Detecting hidden plugins over SSH with WP-CLI
The following bash script will check the number of plugins seen through a regular request compared against a request with all themes and plugins excluded. If a different number is found, it will report the differences.
active_plugins=( $( wp plugin list --field=name --status=active ) )
active_plugins_raw=( $( wp plugin list --field=name --status=active --skip-themes --skip-plugins ) )
# Compare plugin count and report when different
if [[ "${#active_plugins[@]}" != "${#active_plugins_raw[@]}" ]]; then
diff=$( echo ${active_plugins[@]} ${active_plugins_raw[@]} | tr ' ' '\n' | sort | uniq -u )
echo "$( wp option get home ) shows ${#active_plugins[@]} plugins active when really there are ${#active_plugins_raw[@]} plugins active. Found culprits: $diff"
fi
Common offenders include management plugins and white labeling solutions, however, this technique is also used by malicious plugins.

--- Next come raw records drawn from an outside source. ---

#![allow(deprecated)] // events().publish migration to #[contractevent] tracked separately

use common::StrategyConfig;
use soroban_sdk::{symbol_short, Address, Env};

pub fn publish_strategy_initialized(
    env: &Env,
    core: &Address,
    policy: &Address,
    config: &StrategyConfig,
) {
    env.events().publish(
        (symbol_short!("STR_INIT"), core.clone()),
        (policy.clone(), config.clone()),
    );
}

pub fn publish_supplies_snapshotted(env: &Env, action_id: u64, approval: u128, disapproval: u128) {
    env.events().publish(
        (symbol_short!("STR_SNAP"), action_id),
        (approval, disapproval),
    );
}
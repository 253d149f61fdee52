#![no_std]

//! # Governance Core
//!
//! The action lifecycle of a governance instance:
//!
//! - **Creation**: a policyholder with the permission for
//!   `(target, selector, strategy)` proposes a call; only a commitment to the
//!   action info is stored
//! - **Casting**: weighted approvals while `Active`, disapprovals while
//!   `Queued`, always at the weight held at creation time
//! - **Queuing**: an `Approved` action is given its earliest execution time
//! - **Execution**: guarded dispatch as a plain call, a script plan or an
//!   admin self-call
//! - **Cancelation**: eligibility decided by the action's strategy
//! - **Signed variants**: creation and casting authorised by a recoverable
//!   secp256k1 signature with per-operation nonces
//!
//! Strategy, script and guard registries can only be changed by an executed
//! action that targets the core itself.

pub mod action;
pub mod casting;
pub mod events;
pub mod execution;
pub mod registry;
pub mod signature;
pub mod state;

use common::{
    info_hash, Action, ActionInfo, ActionState, CallData, CastRequest,
    CreateActionRequest, GovernanceError, PolicyClient, SignedBody, StrategyClient,
};
use soroban_sdk::{
    contract, contractimpl, symbol_short, token, Address, BytesN, Env, String, Symbol, Val, Vec,
};

use casting::CastKind;
use registry::GuardHook;

// ── Storage key constants ─────────────────────────────────────────────────────

const INITIALIZED: Symbol = symbol_short!("INIT");
const POLICY: Symbol = symbol_short!("POLICY");
const NATIVE_TOKEN: Symbol = symbol_short!("NATIVE");

// ── Contract ──────────────────────────────────────────────────────────────────

#[contract]
pub struct GovernanceCore;
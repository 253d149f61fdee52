//! Signed entry points: signer keys, nonces and digests.
//!
//! A policyholder binds an uncompressed SEC-1 secp256k1 public key once. A
//! signed request carries `r || s || recovery_id` over
//! `sha256(XDR(SignedPayload { domain, nonce, body }))`; the key recovered
//! from it must equal the bound key. The domain pins the core address and
//! the network id, and the nonce is tracked per (policyholder, operation).

use common::{
    signed_digest, signed_message_hash, GovernanceError, SignedBody, SignedPayload, SigningDomain,
};
use soroban_sdk::{symbol_short, Address, BytesN, Env, Symbol};

use crate::events;

// ── Storage key prefixes ─────────────────────────────────────────────────────

const SIGNER: Symbol = symbol_short!("SIGNER");
const NONCE: Symbol = symbol_short!("NONCE");

// TTL: ~60 days at 5s/ledger
const TTL_THRESHOLD: u32 = 1_036_800;
const TTL_EXTEND_TO: u32 = 2_073_600;

/// secp256k1 group order halved, big-endian. Larger `s` values are rejected
/// by the host.
const HALF_ORDER: [u8; 32] = [
    0x7f, 0xff, 0xff, 0xff, 0xff, 0xff, 0xff, 0xff, 0xff, 0xff, 0xff, 0xff, 0xff, 0xff, 0xff, 0xff,
    0x5d, 0x57, 0x6e, 0x73, 0x57, 0xa4, 0x50, 0x1d, 0xdf, 0xe9, 0x2f, 0x46, 0x68, 0x1b, 0x20, 0xa0,
];
const ORDER: [u8; 32] = [
    0xff, 0xff, 0xff, 0xff, 0xff, 0xff, 0xff, 0xff, 0xff, 0xff, 0xff, 0xff, 0xff, 0xff, 0xff, 0xfe,
    0xba, 0xae, 0xdc, 0xe6, 0xaf, 0x48, 0xa0, 0x3b, 0xbf, 0xd2, 0x5e, 0x8c, 0xd0, 0x36, 0x41, 0x41,
];
const MAX_RECOVERY_ID: u8 = 3;

// ── Operation selectors ──────────────────────────────────────────────────────

pub const OP_CREATE_ACTION: &str = "create_action";
pub const OP_CAST_APPROVAL: &str = "cast_approval";
pub const OP_CAST_DISAPPROVAL: &str = "cast_disapproval";

/// The nonce selector a signed body consumes.
pub(crate) fn selector_of(env: &Env, body: &SignedBody) -> Symbol {
    match body {
        SignedBody::CreateAction(_) => Symbol::new(env, OP_CREATE_ACTION),
        SignedBody::CastApproval(_) => Symbol::new(env, OP_CAST_APPROVAL),
        SignedBody::CastDisapproval(_) => Symbol::new(env, OP_CAST_DISAPPROVAL),
    }
}

// ── Signer keys ──────────────────────────────────────────────────────────────

pub(crate) fn set_signer_key(env: &Env, policyholder: &Address, key: &BytesN<65>) {
    let storage_key = (SIGNER, policyholder.clone());
    env.storage().persistent().set(&storage_key, key);
    env.storage()
        .persistent()
        .extend_ttl(&storage_key, TTL_THRESHOLD, TTL_EXTEND_TO);
    events::publish_signer_key_set(env, policyholder, key);
}

pub(crate) fn signer_key(env: &Env, policyholder: &Address) -> Option<BytesN<65>> {
    env.storage()
        .persistent()
        .get(&(SIGNER, policyholder.clone()))
}

// ── Nonces ───────────────────────────────────────────────────────────────────

fn nonce_key(policyholder: &Address, selector: &Symbol) -> (Symbol, Address, Symbol) {
    (NONCE, policyholder.clone(), selector.clone())
}

pub(crate) fn nonce(env: &Env, policyholder: &Address, selector: &Symbol) -> u64 {
    env.storage()
        .persistent()
        .get(&nonce_key(policyholder, selector))
        .unwrap_or(0u64)
}

/// Return the current nonce and advance it.
pub(crate) fn use_nonce(
    env: &Env,
    policyholder: &Address,
    selector: &Symbol,
) -> Result<u64, GovernanceError> {
    let current = nonce(env, policyholder, selector);
    let next = current
        .checked_add(1)
        .ok_or(GovernanceError::NonceOverflow)?;
    let key = nonce_key(policyholder, selector);
    env.storage().persistent().set(&key, &next);
    env.storage()
        .persistent()
        .extend_ttl(&key, TTL_THRESHOLD, TTL_EXTEND_TO);
    events::publish_nonce_incremented(env, policyholder, selector, next);
    Ok(current)
}

// ── Digests ──────────────────────────────────────────────────────────────────

fn domain(env: &Env) -> SigningDomain {
    SigningDomain {
        core: env.current_contract_address(),
        network_id: env.ledger().network_id(),
    }
}

pub(crate) fn digest(env: &Env, nonce: u64, body: &SignedBody) -> BytesN<32> {
    let payload = SignedPayload {
        domain: domain(env),
        nonce,
        body: body.clone(),
    };
    signed_digest(env, &payload)
}

/// Digest `policyholder` must sign next for `body`.
pub(crate) fn pending_digest(env: &Env, policyholder: &Address, body: &SignedBody) -> BytesN<32> {
    let selector = selector_of(env, body);
    digest(env, nonce(env, policyholder, &selector), body)
}

/// Consume the nonce, then check that `signature` recovers to the bound key.
///
/// Malformed or mismatched signatures return `InvalidSignature`. An `r` with
/// no matching curve point still traps in the host. Either way the nonce
/// write is rolled back with the rest of the call.
pub(crate) fn verify(
    env: &Env,
    policyholder: &Address,
    body: &SignedBody,
    signature: &BytesN<65>,
) -> Result<(), GovernanceError> {
    let key = signer_key(env, policyholder).ok_or(GovernanceError::InvalidSignature)?;
    if key == BytesN::from_array(env, &[0u8; 65]) {
        return Err(GovernanceError::InvalidSignature);
    }
    let selector = selector_of(env, body);
    let nonce = use_nonce(env, policyholder, &selector)?;

    let raw = signature.to_array();
    let (rs, recovery_id) = split_signature(&raw).ok_or(GovernanceError::InvalidSignature)?;
    let payload = SignedPayload {
        domain: domain(env),
        nonce,
        body: body.clone(),
    };
    let hash = signed_message_hash(env, &payload);
    let recovered = env
        .crypto()
        .secp256k1_recover(&hash, &BytesN::from_array(env, &rs), recovery_id);
    if recovered != key {
        return Err(GovernanceError::InvalidSignature);
    }
    Ok(())
}

/// Split `r || s || v` into the 64-byte signature and recovery id, refusing
/// anything the host would trap on.
fn split_signature(raw: &[u8; 65]) -> Option<([u8; 64], u32)> {
    let mut rs = [0u8; 64];
    rs.copy_from_slice(&raw[..64]);
    let (r, s) = rs.split_at(32);
    let v = raw[64];
    if v > MAX_RECOVERY_ID || !in_scalar_range(r) || !in_scalar_range(s) {
        return None;
    }
    if s > HALF_ORDER.as_slice() {
        return None;
    }
    Some((rs, u32::from(v)))
}

fn in_scalar_range(bytes: &[u8]) -> bool {
    bytes.iter().any(|b| *b != 0) && bytes < ORDER.as_slice()
}
//! Approval and disapproval casting.
//!
//! Approvals are accepted while an action is `Active`, disapprovals while it
//! is `Queued`. The quantity is the caster's weight at the action's creation
//! time and is added to the running total with saturating arithmetic.

use common::{
    ActionInfo, ActionState, GovernanceError, PolicyClient, StrategyClient,
};
use soroban_sdk::{Address, Env, String};

use crate::{action, events, state};

#[derive(Clone, Copy, Debug, Eq, PartialEq)]
pub(crate) enum CastKind {
    Approval,
    Disapproval,
}

impl CastKind {
    fn required_state(self) -> ActionState {
        match self {
            CastKind::Approval => ActionState::Active,
            CastKind::Disapproval => ActionState::Queued,
        }
    }
}

pub(crate) fn cast(
    env: &Env,
    policy: &Address,
    kind: CastKind,
    policyholder: &Address,
    role: u32,
    info: &ActionInfo,
    reason: &String,
) -> Result<u128, GovernanceError> {
    let mut record = action::load_verified(env, info)?;
    state::require(env, info, &record, kind.required_state())?;

    let already = match kind {
        CastKind::Approval => action::has_approved(env, info.id, policyholder),
        CastKind::Disapproval => action::has_disapproved(env, info.id, policyholder),
    };
    if already {
        return Err(GovernanceError::DuplicateCast);
    }

    let policy = PolicyClient::new(env, policy);
    if !policy.has_role(policyholder, &role, &record.creation_time) {
        return Err(GovernanceError::InvalidPolicyholder);
    }

    let strategy = StrategyClient::new(env, &info.strategy);
    let quantity = match kind {
        CastKind::Approval => {
            state::forward(
                env,
                strategy.try_check_approval_enabled(info, policyholder, &role),
            )?;
            state::forward(
                env,
                strategy.try_approval_quantity_at(policyholder, &role, &record.creation_time),
            )?
        }
        CastKind::Disapproval => {
            state::forward(
                env,
                strategy.try_check_disapproval_enabled(info, policyholder, &role),
            )?;
            state::forward(
                env,
                strategy.try_disapproval_quantity_at(policyholder, &role, &record.creation_time),
            )?
        }
    };
    if quantity == 0 {
        return Err(GovernanceError::CannotCastWithZeroQuantity);
    }

    match kind {
        CastKind::Approval => {
            record.total_approvals = record.total_approvals.saturating_add(quantity);
            action::record_approval(env, info.id, policyholder);
            events::publish_approval_cast(env, info.id, policyholder, role, quantity, reason);
        }
        CastKind::Disapproval => {
            record.total_disapprovals = record.total_disapprovals.saturating_add(quantity);
            action::record_disapproval(env, info.id, policyholder);
            events::publish_disapproval_cast(env, info.id, policyholder, role, quantity, reason);
        }
    }
    action::store(env, info.id, &record);
    Ok(quantity)
}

The two most common plugins I found were autoupdater
and worker
. The autoupdater
plugin is Flywheel’s Managed Plugin Updates and worker
is ManageWP. ManageWP isn’t always hidden so I suspect that happens when using their white labeling feature. I’ve also noticed a number of child themes include a hidden plugin which also handles additional white labeling.
Recently I was cleaning a customer’s website from malware when I came upon into these hidden plugins. My monitor alerted me to an issue with a plugin. When I checked both the WordPress administrator and over WP-CLI the plugin didn’t show. Then running wp plugin list --skip-plugins
revealed the missing plugin. The plugin was malware and was avoiding detection.
You cannot do much to stop a plugin from hiding itself. WordPress is open and you, the developer, have lots of power. This is just another trick to be aware of especially when removing malware from a WordPress website.